AB 473 might have been an important step towards a better-regulated medical cannabis system in California, but there were some big problems with the bill. The medical cannabis community was reluctant to embrace ABC as a regulatory body for medical cannabis. ASA steadfastly argued for regulatory oversight in another part of the Department of Consumer Affairs or the Department of Health. We worried that ABC, which is charged with reigning in vice, would be poorly motivated to facilitate access to medicine.

ASA also took issue with an eleventh-hour amendment in the Appropriations Committee that made local zoning approval a prerequisite for the state registration required under the bill. More than two-hundred cities and counties already have bans on medical cannabis patients’ cooperatives and collectives. Others have bans or severe limitations on cultivating medicine. A recent California Supreme Court Decision, City of Riverside v. Inland Empire Patients Health and Wellness Center, authorizes local bans, and many of our constituents were looking for legislation that corrected or mitigated the court’s unfortunate ruling. This amendment did the opposite.

One lesson from AB 473 is that lawmakers need to hear from supporters in their community if we expect them to make difficult decisions and stand up for medical cannabis. AB 473 lost because Democrats in Southern and Central California failed to support the bill. Fourteen Democrats from these more conservative parts of the state joined five Northern California Democrats in voting no on the bill. Another seven Democrats cast no vote at all, which is functionally vote against the bill (forty-one votes are needed for approval). The bill only needed six of those twenty six votes to pass. Could patients and advocates have swayed six of these twenty six Democrats to vote yes, if the Assemblymembers knew there was support for an affirmative vote at home? Absolutely.

Another lesson from AB 473 is that lawmakers need to listen to their constituents when they have concerns about legislation. The community’s uncertainty about the net benefit of AB 473 was clear. The Author and Democratic leadership must realize that our community expects to be heard alongside the army of lawyers, lobbyists, and consultants that have flocked to this issue in the last two years. Medical cannabis may be a nascent industry, but it is still fundamentally a patients’ movement. Patients must be at the table when bills and amendments are being vetted.

Perhaps the most important lesson from the demise of AB 473 is the need for pragmatism from all of the stakeholders. This bill was imperfect, but the process of implementing medical cannabis law and regulating commercial activity must move forward for everyone’s benefit. We are not going to get everything we want in a medical cannabis bill right now, and we will not be able to stop every proposal or amendment with which we disagree. Compromise is part of the political process. It would be a shame to miss another opportunity to move the ball down the court for patients, cultivators, and industry workers because we do not agree on all of the details.

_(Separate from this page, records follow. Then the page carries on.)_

impl Storage {
    pub fn new(docs: Arc<dyn DocumentStore>, sanitizer: Sanitizer) -> Self {
        Self {
            docs,
            sanitizer,
            write_lock: Arc::new(Mutex::new(())),
        }
    }

    pub fn sanitizer(&self) -> &Sanitizer {
        &self.sanitizer
    }

    pub fn documents(&self) -> &Arc<dyn DocumentStore> {
        &self.docs
    }

    async fn find<T: DeserializeOwned>(
        &self,
        ctx: &Context,
        collection: Collection,
        query: &Query,
    ) -> Result<Vec<T>> {
        let docs = self.docs.list(ctx, collection).await?;
        query
            .apply(docs, collection.name_field)
            .into_iter()
            .map(from_doc)
            .collect()
    }

    // ---- installations -------------------------------------------------

    pub async fn insert_installation(&self, ctx: &Context, inst: &mut Installation) -> Result<()> {
        let _guard = self.write_lock.lock().await;
        let now = Utc::now();
        inst.status.created.get_or_insert(now);
        inst.status.modified = Some(now);
        let id = scoped_id(inst.namespace(), inst.name());
        self.docs
            .insert(ctx, INSTALLATIONS, &id, to_doc(inst)?)
            .await
            .map_err(|e| match e {
                BundleError::Conflict(_) => BundleError::Conflict(format!(
                    "installation {} already exists",
                    display(inst.namespace(), inst.name())
                )),
                other => other,
            })?;
        debug!(namespace = %inst.namespace(), installation = %inst.name(), "inserted installation");
        Ok(())
    }

    /// Replace an installation, failing with `Conflict` if the stored copy
    /// was modified since `inst` was read. Bumps `status.modified`.
    pub async fn update_installation(&self, ctx: &Context, inst: &mut Installation) -> Result<()> {
        let _guard = self.write_lock.lock().await;
        let id = scoped_id(inst.namespace(), inst.name());
        let stored: Installation = from_doc(self.docs.get(ctx, INSTALLATIONS, &id).await?)?;
        if stored.status.modified != inst.status.modified {
            return Err(BundleError::Conflict(format!(
                "installation {} was modified concurrently (stale update)",
                display(inst.namespace(), inst.name())
            )));
        }
        let mut now = Utc::now();
        if let Some(prev) = stored.status.modified {
            if now <= prev {
                now = prev + Duration::microseconds(1);
            }
        }
        inst.status.modified = Some(now);
        self.docs.upsert(ctx, INSTALLATIONS, &id, to_doc(inst)?).await
    }

    pub async fn get_installation(
        &self,
        ctx: &Context,
        namespace: &str,
        name: &str,
    ) -> Result<Installation> {
        let doc = self
            .docs
            .get(ctx, INSTALLATIONS, &scoped_id(namespace, name))
            .await
            .map_err(|e| match e {
                BundleError::NotFound(_) => {
                    BundleError::not_found(format!("installation {}", display(namespace, name)))
                }
                other => other,
            })?;
        from_doc(doc)
    }

    pub async fn list_installations(&self, ctx: &Context, query: &Query) -> Result<Vec<Installation>> {
        self.find(ctx, INSTALLATIONS, query).await
    }

    /// Delete an installation and everything recorded under it.
    pub async fn remove_installation(&self, ctx: &Context, namespace: &str, name: &str) -> Result<()> {
        let _guard = self.write_lock.lock().await;
        let scope = Query::new().namespace(namespace).name(name);

        for collection in [OUTPUTS, RESULTS, RUNS] {
            let docs = self.docs.list(ctx, collection).await?;
            for doc in scope.apply(docs, collection.name_field) {
                if let Some(id) = doc.get("id").and_then(Value::as_str) {
                    self.docs.remove(ctx, collection, id).await?;
                }
            }
        }

        self.docs
            .remove(ctx, INSTALLATIONS, &scoped_id(namespace, name))
            .await
            .map_err(|e| match e {
                BundleError::NotFound(_) => {
                    BundleError::not_found(format!("installation {}", display(namespace, name)))
                }
                other => other,
            })?;
        info!(%namespace, installation = %name, "deleted installation and its history");
        Ok(())
    }

    // ---- runs ----------------------------------------------------------

    /// Persist a run, sanitising its sensitive parameters first. Returns the
    /// stored form.
    pub async fn insert_run(&self, ctx: &Context, run: Run) -> Result<Run> {
        let mut run = run;
        let params = std::mem::take(&mut run.parameters);
        run.parameters = self
            .sanitizer
            .clean_parameters(ctx, &run.id, &run.bundle, params)
            .await?;
        self.docs.insert(ctx, RUNS, &run.id, to_doc(&run)?).await?;
        debug!(run_id = %run.id, action = %run.action, installation = %run.installation, "inserted run");
        Ok(run)
    }

    fn checked_run(doc: Value) -> Result<Run> {
        let run: Run = from_doc(doc)?;
        run.verify_digest()?;
        Ok(run)
    }

    pub async fn get_run(&self, ctx: &Context, id: &str) -> Result<Run> {
        Self::checked_run(self.docs.get(ctx, RUNS, id).await?)
    }

    pub async fn get_last_run(&self, ctx: &Context, namespace: &str, name: &str) -> Result<Run> {
        let query = Query::new()
            .namespace(namespace)
            .name(name)
            .sort_by("-id")
            .limit(1);
        let docs = self.docs.list(ctx, RUNS).await?;
        let doc = query
            .apply(docs, RUNS.name_field)
            .into_iter()
            .next()
            .ok_or_else(|| {
                BundleError::not_found(format!("no runs for installation {}", display(namespace, name)))
            })?;
        Self::checked_run(doc)
    }

    /// Runs of an installation in creation order, plus their results keyed
    /// by run id.
    pub async fn list_runs(
        &self,
        ctx: &Context,
        namespace: &str,
        name: &str,
    ) -> Result<(Vec<Run>, BTreeMap<String, Vec<RunResult>>)> {
        let scope = Query::new().namespace(namespace).name(name).sort_by("id");
        let docs = self.docs.list(ctx, RUNS).await?;
        let runs = scope
            .apply(docs, RUNS.name_field)
            .into_iter()
            .map(Self::checked_run)
            .collect::<Result<Vec<_>>>()?;

        let results: Vec<RunResult> = self.find(ctx, RESULTS, &scope).await?;
        let mut by_run: BTreeMap<String, Vec<RunResult>> = BTreeMap::new();
        for r in results {
            by_run.entry(r.run_id.clone()).or_default().push(r);
        }
        Ok((runs, by_run))
    }

    /// The run's parameters with sensitive values fetched back.
    pub async fn restore_parameters(&self, ctx: &Context, run: &Run) -> Result<Vec<SecretStrategy>> {
        self.sanitizer.restore_parameters(ctx, &run.parameters).await
    }

    // ---- results -------------------------------------------------------

    pub async fn insert_result(&self, ctx: &Context, result: &RunResult) -> Result<()> {
        self.docs.insert(ctx, RESULTS, &result.id, to_doc(result)?).await?;
        debug!(result_id = %result.id, run_id = %result.run_id, status = %result.status, "inserted result");
        Ok(())
    }

    pub async fn get_result(&self, ctx: &Context, id: &str) -> Result<RunResult> {
        from_doc(self.docs.get(ctx, RESULTS, id).await?)
    }

    pub async fn find_results(&self, ctx: &Context, query: &Query) -> Result<Vec<RunResult>> {
        self.find(ctx, RESULTS, query).await
    }

    // ---- outputs -------------------------------------------------------

    pub async fn insert_output(&self, ctx: &Context, output: Output) -> Result<Output> {
        let output = self.sanitizer.clean_output(ctx, output).await?;
        self.docs.insert(ctx, OUTPUTS, &output.id, to_doc(&output)?).await?;
        Ok(output)
    }

    /// Outputs as stored, sensitive values still sanitised.
    pub async fn find_outputs(&self, ctx: &Context, query: &Query) -> Result<Vec<Output>> {
        self.find(ctx, OUTPUTS, query).await
    }

    pub async fn restore_output(&self, ctx: &Context, output: Output) -> Result<Output> {
        self.sanitizer.restore_output(ctx, output).await
    }

    /// The most recent value of every output of an installation, sanitised.
    pub async fn read_last_outputs(
        &self,
        ctx: &Context,
        namespace: &str,
        name: &str,
    ) -> Result<Vec<Output>> {
        let query = Query::new().namespace(namespace).name(name).sort_by("-id");
        let mut seen = HashSet::new();
        let mut latest: Vec<Output> = self
            .find_outputs(ctx, &query)
            .await?
            .into_iter()
            .filter(|o: &Output| seen.insert(o.name.clone()))
            .collect();
        latest.sort_by(|a, b| a.name.cmp(&b.name));
        Ok(latest)
    }

    /// The most recent value of one output, restored.
    pub async fn read_last_output(
        &self,
        ctx: &Context,
        namespace: &str,
        name: &str,
        output: &str,
    ) -> Result<Output> {
        let query = Query::new()
            .namespace(namespace)
            .name(name)
            .field("name", output)
            .sort_by("-id")
            .limit(1);
        let found = self
            .find_outputs(ctx, &query)
            .await?
            .into_iter()
            .next()
            .ok_or_else(|| {
                BundleError::not_found(format!(
                    "output {output} of installation {}",
                    display(namespace, name)
                ))
            })?;
        self.restore_output(ctx, found).await
    }

    // ---- workflows -----------------------------------------------------

    pub async fn upsert_workflow(&self, ctx: &Context, workflow: &mut Workflow) -> Result<()> {
        workflow.prepare()?;
        self.docs
            .upsert(ctx, WORKFLOWS, &workflow.id, to_doc(workflow)?)
            .await
    }

    pub async fn get_workflow(&self, ctx: &Context, id: &str) -> Result<Workflow> {
        let doc = self
            .docs
            .get(ctx, WORKFLOWS, id)
            .await
            .map_err(|e| match e {
                BundleError::NotFound(_) => BundleError::not_found(format!("workflow {id}")),
                other => other,
            })?;
        from_doc(doc)
    }

    pub async fn list_workflows(&self, ctx: &Context, query: &Query) -> Result<Vec<Workflow>> {
        let mut q = query.clone();
        // Workflows are named after their root installation.
        if let Some(name) = q.name.take() {
            q.predicate.insert("installation".into(), Value::String(name));
        }
        self.find(ctx, WORKFLOWS, &q).await
    }

    // ---- parameter / credential sets ------------------------------------

    pub async fn upsert_parameter_set(&self, ctx: &Context, set: &mut ParameterSet) -> Result<()> {
        let now = Utc::now();
        set.created.get_or_insert(now);
        set.modified = Some(now);
        self.docs
            .upsert(ctx, PARAMETER_SETS, &scoped_id(&set.namespace, &set.name), to_doc(set)?)
            .await
    }

    pub async fn get_parameter_set(
        &self,
        ctx: &Context,
        namespace: &str,
        name: &str,
    ) -> Result<ParameterSet> {
        self.get_scoped(ctx, PARAMETER_SETS, "parameter set", namespace, name)
            .await
    }

    pub async fn list_parameter_sets(&self, ctx: &Context, query: &Query) -> Result<Vec<ParameterSet>> {
        self.find(ctx, PARAMETER_SETS, query).await
    }

    pub async fn remove_parameter_set(&self, ctx: &Context, namespace: &str, name: &str) -> Result<()> {
        self.docs
            .remove(ctx, PARAMETER_SETS, &scoped_id(namespace, name))
            .await
    }

    pub async fn upsert_credential_set(&self, ctx: &Context, set: &mut CredentialSet) -> Result<()> {
        let now = Utc::now();
        set.created.get_or_insert(now);
        set.modified = Some(now);
        self.docs
            .upsert(ctx, CREDENTIAL_SETS, &scoped_id(&set.namespace, &set.name), to_doc(set)?)
            .await
    }

    pub async fn get_credential_set(
        &self,
        ctx: &Context,
        namespace: &str,
        name: &str,
    ) -> Result<CredentialSet> {
        self.get_scoped(ctx, CREDENTIAL_SETS, "credential set", namespace, name)
            .await
    }

    pub async fn list_credential_sets(
        &self,
        ctx: &Context,
        query: &Query,
    ) -> Result<Vec<CredentialSet>> {
        self.find(ctx, CREDENTIAL_SETS, query).await
    }

    pub async fn remove_credential_set(&self, ctx: &Context, namespace: &str, name: &str) -> Result<()> {
        self.docs
            .remove(ctx, CREDENTIAL_SETS, &scoped_id(namespace, name))
            .await
    }

    /// Named sets are looked up in the installation's namespace first, then
    /// in the global (empty) namespace.
    async fn get_scoped<T: DeserializeOwned>(
        &self,
        ctx: &Context,
        collection: Collection,
        what: &str,
        namespace: &str,
        name: &str,
    ) -> Result<T> {
        match self.docs.get(ctx, collection, &scoped_id(namespace, name)).await {
            Ok(doc) => return from_doc(doc),
            Err(e) if e.is_not_found() && !namespace.is_empty() => {}
            Err(e) if e.is_not_found() => {
                return Err(BundleError::not_found(format!("{what} {name}")));
            }
            Err(e) => return Err(e),
        }
        match self.docs.get(ctx, collection, &scoped_id("", name)).await {
            Ok(doc) => from_doc(doc),
            Err(e) if e.is_not_found() => Err(BundleError::not_found(format!(
                "{what} {}",
                display(namespace, name)
            ))),
            Err(e) => Err(e),
        }
    }
}
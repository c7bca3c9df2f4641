//! Host-side value sources (`value`, `env`, `path`, `command`) and the
//! read-only `host` secret store.

use std::path::Path;

use async_trait::async_trait;
use tokio::process::Command;
use tracing::debug;

use crate::context::Context;
use crate::errors::{BundleError, Result};
use crate::secrets::SecretStore;

/// `env` source. `None` when the variable is unset.
pub fn resolve_env(name: &str) -> Option<String> {
    std::env::var(name).ok()
}

/// `path` source: the file's contents.
pub async fn resolve_path(path: &str) -> Result<String> {
    let path = expand_home(path);
    tokio::fs::read_to_string(&path).await.map_err(|e| {
        BundleError::MissingSource(format!("could not read {}: {e}", path.display()))
    })
}

/// `command` source: run through `sh -c` and return trimmed stdout.
pub async fn resolve_command(ctx: &Context, command: &str) -> Result<String> {
    debug!(command, "resolving value from command");
    let child = Command::new("sh")
        .arg("-c")
        .arg(command)
        .stdin(std::process::Stdio::null())
        .kill_on_drop(true)
        .output();

    let output = tokio::select! {
        out = child => out?,
        _ = ctx.cancelled() => {
            return Err(BundleError::Canceled(format!("command {command:?}")));
        }
    };

    if !output.status.success() {
        let stderr = String::from_utf8_lossy(&output.stderr);
        return Err(BundleError::MissingSource(format!(
            "command {command:?} exited with {}: {}",
            output.status.code().unwrap_or(-1),
            stderr.trim()
        )));
    }

    Ok(String::from_utf8_lossy(&output.stdout).trim().to_string())
}

fn expand_home(path: &str) -> std::path::PathBuf {
    match path.strip_prefix("~/") {
        Some(rest) => dirs::home_dir()
            .map(|h| h.join(rest))
            .unwrap_or_else(|| Path::new(path).to_path_buf()),
        None => Path::new(path).to_path_buf(),
    }
}

/// Secret store that reads secrets from environment variables.
///
/// It cannot store anything, so it is unsuitable when bundles declare
/// sensitive parameters or outputs.
#[derive(Debug, Default, Clone, Copy)]
pub struct HostSecretStore;

#[async_trait]
impl SecretStore for HostSecretStore {
    async fn resolve(&self, _ctx: &Context, _key_name: &str, key_value: &str) -> Result<String> {
        resolve_env(key_value)
            .ok_or_else(|| BundleError::MissingSource(format!("environment variable {key_value}")))
    }

    async fn create(
        &self,
        _ctx: &Context,
        key_name: &str,
        key_value: &str,
        _value: &str,
    ) -> Result<()> {
        Err(BundleError::invalid_reference(format!(
            "the host secret store is read-only; cannot store {key_name}:{key_value}"
        )))
    }
}
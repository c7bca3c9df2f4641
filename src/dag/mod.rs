//! Dependency graph of a bundle.
//!
//! - [`wiring`] parses the values a dependency declares for its inputs.
//! - [`graph`] builds the output-wiring graph, sorts it and finds cycles.
//! - [`validate`] checks wiring against the resolved dependency bundles.

pub mod graph;
pub mod validate;
pub mod wiring;

pub use graph::{DependencyGraph, DependencyNode};
pub use validate::validate_wiring;
pub use wiring::Wiring;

We are going to have another chance to do something about medical cannabis in Sacramento this year. SB 439 by Senate President Pro-Tem Darrell Steinberg (D-Sacramento) and Senator Mark Leno (D-SF) was approved by the Senate on May 20. That bill will clarify the scope of protection offered by the state’s medical cannabis laws and codifies guidelines published by the Attorney General in 2008. SB 439 will formally recognize the right of patients’ cooperatives and collectives to maintain storefront facilities (dispensaries) to provide medicine for members, expands protections to employees of patients’ associations, and recognizes that members buy their medicine from the associations. Substantial amendments – good and bad – are likely as the bill moves through the Assembly.

Let’s learn our lessons from AB 473 and do a better job of shaping and adopting SB 439. Speak up to your lawmakers about this bill, insist that everyone is included in the debate, and be reasonable about compromises that may be necessary to get where we need to go.